He sat across from Sam at the table in the kitchen, allowing himself to see what it could be like if they were ever to live a normal life. Granted, if they ever got to go down that road on a more than just trial basis, he kind of hoped that Sam would be settling down with a nice girl, not with him. Picking out dishes and bed linens and bath towels with Sam was awkward enough the first time and Dean didn't really want to repeat the experience.

Sam glanced up at Dean from the open newspaper before him and reached for his mug of coffee. "What?" he asked, slightly wary of his brother's stare.

"This isn't so bad," he admitted.

Sam took a drink and set the mug back down. "What's that?"

"This. Being...domestic. Normal, you know? It's kind of nice."

"Uh huh," was Sam's response, eyebrows slightly arched as he returned his gaze to the paper. "It's only been a couple of weeks, Dean."

"I know, but..." he trailed off, not knowing how he could explain to Sam how grateful he was for their break without giving away what he'd done.

**oxo**

They'd been in the house for a little over three weeks which was long enough for Dean to fix the leaky roof, the banister on the staircase leading to the second floor, and to recognize the difference between typical old-house-in-disrepair noises and the sounds of Sam getting out of bed with a headache and wandering around.

But Dean had always been a light sleeper, so regardless of if the noises were just because of the weather – be it hot and humid or dry and cool – making the floorboards in the hall creak and doors stick or pop open in the slightest breeze, every little sound the house made roused him from sleep.

The night had been uncomfortably warm and his sheets were twisted about his feet in a failed, half-asleep attempt to kick them to the foot of his bed. He was disentangling himself when he heard the noise that had awoken him once more. The low creaking seemed further away now, and he recognized it as the stairs.

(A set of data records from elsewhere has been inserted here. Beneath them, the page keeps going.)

/// Runs filesystem work off the async executor.
async fn blocking<T, F>(work: F) -> Result<T, PageError>
where
    F: FnOnce() -> Result<T, LibraryError> + Send + 'static,
    T: Send + 'static,
{
    tokio::task::spawn_blocking(work)
        .await
        .map_err(|err| PageError::internal(format!("worker failed: {err}")))?
        .map_err(PageError::from)
}

async fn index(State(state): State<SharedState>) -> Result<Html<String>, PageError> {
    let library = Arc::clone(&state.library);
    let tree = blocking(move || library.listing("")).await?;
    let page = PageTemplate::listing(SITE_NAME, LIBRARY_HEADING, &tree, &[], &state);
    render_page(&page)
}

async fn redirect_home() -> Response {
    (StatusCode::FOUND, [(header::LOCATION, "/")]).into_response()
}

enum Loaded {
    Directory(FileNode),
    Document(Arc<str>),
}

async fn read(
    State(state): State<SharedState>,
    Path(raw_path): Path<String>,
) -> Result<Response, PageError> {
    let path = library::normalize_relative(raw_path.trim_start_matches('/'))?;
    if path.is_empty() {
        return Ok(redirect_home().await);
    }

    let worker_state = Arc::clone(&state);
    let worker_path = path.clone();
    let loaded = blocking(move || load_entry(&worker_state, &worker_path)).await?;
    let crumbs = library::breadcrumbs(&path);

    let html = match loaded {
        Loaded::Directory(tree) => {
            let title = library::last_segment(&path);
            let page = PageTemplate::listing(title, title, &tree, &crumbs, &state);
            render_page(&page)?
        }
        Loaded::Document(content) => {
            let title = library::document_title(&path);
            let page = PageTemplate::reader(&title, &content, &crumbs, &state);
            render_page(&page)?
        }
    };
    Ok(html.into_response())
}

fn load_entry(state: &AppState, path: &str) -> Result<Loaded, LibraryError> {
    match state.library.resolve(path)? {
        EntryKind::Directory => Ok(Loaded::Directory(state.library.listing(path)?)),
        EntryKind::Document => render_cached(state, path).map(Loaded::Document),
    }
}

fn render_cached(state: &AppState, path: &str) -> Result<Arc<str>, LibraryError> {
    let modified = state.library.modified(path);
    if let Some(html) = modified.and_then(|mtime| state.cache.get(path, mtime)) {
        debug!(path, "render cache hit");
        return Ok(html);
    }
    let raw = state.library.read_document(path)?;
    let html: Arc<str> = Arc::from(state.transformer.render_document(&raw));
    if let Some(mtime) = modified {
        state.cache.insert(path, mtime, Arc::clone(&html));
    }
    debug!(path, input = raw.len(), output = html.len(), "rendered document");
    Ok(html)
}

async fn static_asset(Path(file): Path<String>) -> Response {
    match ASSETS.get_file(file.trim_start_matches('/')) {
        Some(asset) => (
            [(header::CONTENT_TYPE, content_type_for(&file))],
            asset.contents(),
        )
            .into_response(),
        None => PageError::not_found("File not found").into_response(),
    }
}

fn content_type_for(name: &str) -> String {
    let extension = name.rsplit_once('.').map(|(_, ext)| ext).unwrap_or("");
    let mime = match extension {
        "css" => mime::TEXT_CSS_UTF_8,
        "js" => mime::APPLICATION_JAVASCRIPT_UTF_8,
        "svg" => mime::IMAGE_SVG,
        "png" => mime::IMAGE_PNG,
        _ => mime::APPLICATION_OCTET_STREAM,
    };
    mime.to_string()
}

async fn health() -> impl IntoResponse {
    Json(json!({ "status": "ok", "service": "pali-reader" }))
}

fn render_page(page: &PageTemplate<'_>) -> Result<Html<String>, PageError> {
    page.render()
        .map(Html)
        .map_err(|err| PageError::internal(err.to_string()))
}

fn read_href(path: &str) -> String {
    let encoded = path
        .split('/')
        .map(|segment| utf8_percent_encode(segment, PATH_SEGMENT).to_string())
        .collect::<Vec<_>>()
        .join("/");
    format!("/read/{encoded}")
}

/// Host part of the dictionary URL, shown in the footer.
fn dictionary_label(url: &str) -> &str {
    let without_scheme = url.split_once("://").map(|(_, rest)| rest).unwrap_or(url);
    without_scheme
        .split(['/', '?'])
        .next()
        .filter(|host| !host.is_empty())
        .unwrap_or(url)
}

fn render_error_page(message: &str) -> String {
    format!(
        r#"<!DOCTYPE html>
<html lang="en">
  <head>
    <meta charset="utf-8" />
    <meta name="viewport" content="width=device-width, initial-scale=1" />
    <title>Error • {site}</title>
    <link rel="stylesheet" href="/static/style.css">
  </head>
  <body>
    <main>
      <div class="container">
        <div class="file-browser">
          <h1>Something went wrong</h1>
          <p class="intro">{message}</p>
          <a href="/">Back to the library</a>
        </div>
      </div>
    </main>
  </body>
</html>"#,
        site = SITE_NAME,
        message = escape_html(message),
    )
}

#[derive(Debug, Clone)]
struct EntryLink {
    name: String,
    href: String,
    is_dir: bool,
}

#[derive(Debug, Clone)]
struct CrumbLink {
    name: String,
    href: String,
}

impl From<&Breadcrumb> for CrumbLink {
    fn from(crumb: &Breadcrumb) -> Self {
        Self {
            name: crumb.name.clone(),
            href: read_href(&crumb.path),
        }
    }
}

#[derive(Template)]
#[template(
    source = r#"<!DOCTYPE html>
<html lang="en">
  <head>
    <meta charset="utf-8" />
    <meta name="viewport" content="width=device-width, initial-scale=1" />
    <title>{{ title }} • Pali Reader</title>
    <link rel="stylesheet" href="/static/style.css">
  </head>
  <body>
    <header>
      <div class="header-content">
        <a href="/" class="logo">
          <span class="logo-icon">☸</span>
          <span class="logo-text">Pali Reader</span>
        </a>
        <nav class="breadcrumbs" aria-label="Breadcrumbs">
          <a href="/">Home</a>
          {% for crumb in breadcrumbs %}
          <span class="separator">›</span>
          {% if loop.last %}
          <span class="current">{{ crumb.name }}</span>
          {% else %}
          <a href="{{ crumb.href }}">{{ crumb.name }}</a>
          {% endif %}
          {% endfor %}
        </nav>
      </div>
    </header>
    <main>
      <div class="container">
        {% if has_content %}
        <article class="reader-content">
          <h1>{{ heading }}</h1>
          <div class="pali-text">
            {{ content_html|safe }}
          </div>
        </article>
        {% else %}
        <div class="file-browser">
          <h1>{{ heading }}</h1>
          <p class="intro">Browse the collection of Pali texts. Open a folder to explore, or pick a text to read.</p>
          {% if entries.len() > 0 %}
          <div class="file-grid">
            {% for entry in entries %}
            <a href="{{ entry.href }}" class="file-card {% if entry.is_dir %}folder{% else %}file{% endif %}">
              <div class="file-icon">{% if entry.is_dir %}📁{% else %}📜{% endif %}</div>
              <div class="file-name">{{ entry.name }}</div>
            </a>
            {% endfor %}
          </div>
          {% else %}
          <p class="empty">No texts here yet.</p>
          {% endif %}
        </div>
        {% endif %}
      </div>
    </main>
    <footer>
      <p>Click any Pali word to look it up on <a href="{{ dictionary_url }}" target="_blank" rel="noopener">{{ dictionary_label }}</a></p>
    </footer>
  </body>
</html>"#,
    ext = "html"
)]
struct PageTemplate<'a> {
    title: &'a str,
    heading: &'a str,
    breadcrumbs: Vec<CrumbLink>,
    has_content: bool,
    content_html: &'a str,
    entries: Vec<EntryLink>,
    dictionary_url: &'a str,
    dictionary_label: &'a str,
}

Dean climbed out of bed, stretching as he padded into the hallway, pausing to poke his head into Sam's bedroom across the hall. But Sam wasn't there. Another headache, he was sure. Most nights, he'd find Sam in the kitchen nursing a tall glass of cold water; some nights, the headaches were bad enough to prompt Sam to opt for something a little stronger. It only happened a few times and Dean never said anything about it – Sam was a grown man and could deal with his pain however he saw fit. Anything to help him sleep because he was barely getting any at all and that meant Dean wasn't, either. If Sam was up, so was Dean; not that he'd ever let on to his brother that he could never fall back asleep unless he was certain that Sam was okay.

When Dean reached the bottom of the stairs, he had a clear view of Sam's hunched back through the screen door. He was perched on the top step at the edge of the porch in the darkness; the floodlight mounted atop the pole next to the garage didn't do much but illuminate a four- or five-foot wide hazy halo about itself in the dense fog.

The spring on the screen door squeaked when he opened it, and pulled it shut with a bang that was only a little muffled by multiple layers of paint. "Sorry," Dean apologized, dropping a hand to Sam's head, gently ruffling his brother's hair.

"It's okay," Sam said, voice sounding rough.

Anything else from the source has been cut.